ECLI:NL:RVS:2020:539
Raad van State
- Voorlopige voorziening
- G.M.H. Hoogvliet
- Rechtspraak.nl
Voorlopige voorziening in asielaanvraag door staatssecretaris van Justitie en Veiligheid
Op 19 februari 2020 heeft de voorzieningenrechter van de Afdeling bestuursrechtspraak van de Raad van State uitspraak gedaan op een verzoek om het treffen van een voorlopige voorziening in het kader van een hoger beroep van de staatssecretaris van Justitie en Veiligheid. De staatssecretaris had op 29 oktober 2019 besluiten genomen waarbij aanvragen van vreemdelingen voor een verblijfsvergunning asiel voor bepaalde tijd niet in behandeling werden genomen. De rechtbank Den Haag had op 17 december 2019 deze besluiten vernietigd en de staatssecretaris opgedragen nieuwe besluiten te nemen, wat leidde tot het hoger beroep van de staatssecretaris.
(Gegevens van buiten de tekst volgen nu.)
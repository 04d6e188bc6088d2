//! Fan-out bus frames.
//!
//! The bus relay speaks a tiny frame vocabulary inside the same
//! length-delimited framing used for request/reply:
//!
//! | kind   | layout                                   |
//! |--------|------------------------------------------|
//! | `0x00` | unsubscribe: `topic`                     |
//! | `0x01` | subscribe: `topic`                       |
//! | `0x02` | publication: `u16 topic_len, topic, payload` |
//!
//! Publications flow in both directions: publishers send them to the relay
//! and the relay delivers them to every subscriber of the topic.

use crate::error::{ProtocolError, Result};
use bytes::{Buf, BufMut, Bytes, BytesMut};

const KIND_UNSUBSCRIBE: u8 = 0x00;
const KIND_SUBSCRIBE: u8 = 0x01;
const KIND_PUBLICATION: u8 = 0x02;

/// A payload published on a topic.
#[derive(Debug, Clone, PartialEq, Eq)]
pub struct Publication {
    /// Topic name (channel, user name, or `servers`).
    pub topic: String,
    /// Opaque payload, usually a MessagePack envelope.
    pub payload: Bytes,
}

impl Publication {
    /// Create a publication.
    pub fn new(topic: impl Into<String>, payload: impl Into<Bytes>) -> Self {
        Self {
            topic: topic.into(),
            payload: payload.into(),
        }
    }
}

/// One frame exchanged with the bus relay.
#[derive(Debug, Clone, PartialEq, Eq)]
pub enum BusFrame {
    /// Start receiving publications on a topic.
    Subscribe(String),
    /// Stop receiving publications on a topic.
    Unsubscribe(String),
    /// A publication.
    Publish(Publication),
}

impl BusFrame {
    /// Encode into a fresh buffer.
    pub fn to_bytes(&self) -> Result<Bytes> {
        let mut buf = BytesMut::new();
        self.encode(&mut buf)?;
        Ok(buf.freeze())
    }

    /// Append the encoded frame to `dst`.
    pub fn encode(&self, dst: &mut BytesMut) -> Result<()> {
        match self {
            Self::Subscribe(topic) => {
                dst.reserve(1 + topic.len());
                dst.put_u8(KIND_SUBSCRIBE);
                dst.put_slice(topic.as_bytes());
            }
            Self::Unsubscribe(topic) => {
                dst.reserve(1 + topic.len());
                dst.put_u8(KIND_UNSUBSCRIBE);
                dst.put_slice(topic.as_bytes());
            }
            Self::Publish(publication) => {
                let topic = publication.topic.as_bytes();
                let topic_len =
                    u16::try_from(topic.len()).map_err(|_| ProtocolError::TopicTooLong(topic.len()))?;
                dst.reserve(3 + topic.len() + publication.payload.len());
                dst.put_u8(KIND_PUBLICATION);
                dst.put_u16(topic_len);
                dst.put_slice(topic);
                dst.put_slice(&publication.payload);
            }
        }
        Ok(())
    }

    /// Decode one complete frame.
    pub fn decode(mut src: Bytes) -> Result<Self> {
        if src.is_empty() {
            return Err(ProtocolError::InvalidFrameKind(None));
        }
        match src.get_u8() {
            KIND_SUBSCRIBE => Ok(Self::Subscribe(topic_from(&src)?)),
            KIND_UNSUBSCRIBE => Ok(Self::Unsubscribe(topic_from(&src)?)),
            KIND_PUBLICATION => {
                if src.remaining() < 2 {
                    return Err(ProtocolError::TruncatedFrame);
                }
                let topic_len = usize::from(src.get_u16());
                if src.remaining() < topic_len {
                    return Err(ProtocolError::TruncatedFrame);
                }
                let topic = src.split_to(topic_len);
                Ok(Self::Publish(Publication {
                    topic: topic_from(&topic)?,
                    payload: src,
                }))
            }
            other => Err(ProtocolError::InvalidFrameKind(Some(other))),
        }
    }
}

fn topic_from(bytes: &[u8]) -> Result<String> {
    Ok(std::str::from_utf8(bytes)?.to_string())
}

#[cfg(test)]
mod tests {
    use super::*;

    #[test]
    fn test_subscribe_frame_layout() {
        let bytes = BusFrame::Subscribe("servers".into()).to_bytes().unwrap();
        assert_eq!(&bytes[..], b"\x01servers");
    }

    #[test]
    fn test_publication_keeps_payload_intact() {
        let payload = Bytes::from_static(b"\x82\xa4type\xa7channel");
        let frame = BusFrame::Publish(Publication::new("geral", payload.clone()));
        let decoded = BusFrame::decode(frame.to_bytes().unwrap()).unwrap();
        match decoded {
            BusFrame::Publish(p) => {
                assert_eq!(p.topic, "geral");
                assert_eq!(p.payload, payload);
            }
            other => panic!("unexpected frame {:?}", other),
        }
    }

    #[test]
    fn test_empty_payload_publication() {
        let frame = BusFrame::Publish(Publication::new("t", Bytes::new()));
        let decoded = BusFrame::decode(frame.to_bytes().unwrap()).unwrap();
        assert_eq!(decoded, frame);
    }

    #[test]
    fn test_truncated_publication_is_rejected() {
        let bytes = Bytes::from_static(b"\x02\x00\x09abc");
        assert!(matches!(
            BusFrame::decode(bytes),
            Err(ProtocolError::TruncatedFrame)
        ));
    }

    #[test]
    fn test_unknown_kind_is_rejected() {
        assert!(matches!(
            BusFrame::decode(Bytes::from_static(b"\x07x")),
            Err(ProtocolError::InvalidFrameKind(Some(7)))
        ));
        assert!(matches!(
            BusFrame::decode(Bytes::new()),
            Err(ProtocolError::InvalidFrameKind(None))
        ));
    }
}
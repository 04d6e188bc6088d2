//! The membership and rank authority.
//!
//! A standalone node that hands out election ranks, tracks heartbeats and
//! forgets servers that go quiet. It keeps nothing on disk; a restart
//! starts numbering from the base rank again.

mod registry;
mod service;

pub use registry::MembershipRegistry;
pub use service::AuthorityService;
In de procedure heeft de staatssecretaris verzocht om een voorlopige voorziening, zodat hij niet verplicht zou zijn om de uitspraak van de rechtbank uit te voeren totdat de Afdeling op het hoger beroep had beslist. De voorzieningenrechter heeft overwogen dat, gezien de aangevoerde argumenten, het niet aannemelijk is dat de uitspraak van de rechtbank in stand blijft. Daarom heeft hij besloten om de overdrachtstermijn op te schorten met ingang van de dag na de bekendmaking van de uitspraak.
De voorzieningenrechter heeft tevens bepaald dat de staatssecretaris geen proceskosten hoeft te vergoeden. Deze beslissing is genomen in het belang van zowel de staatssecretaris als de vreemdelingen, waarbij de belangen van beide partijen zijn afgewogen. De uitspraak is openbaar uitgesproken op dezelfde datum.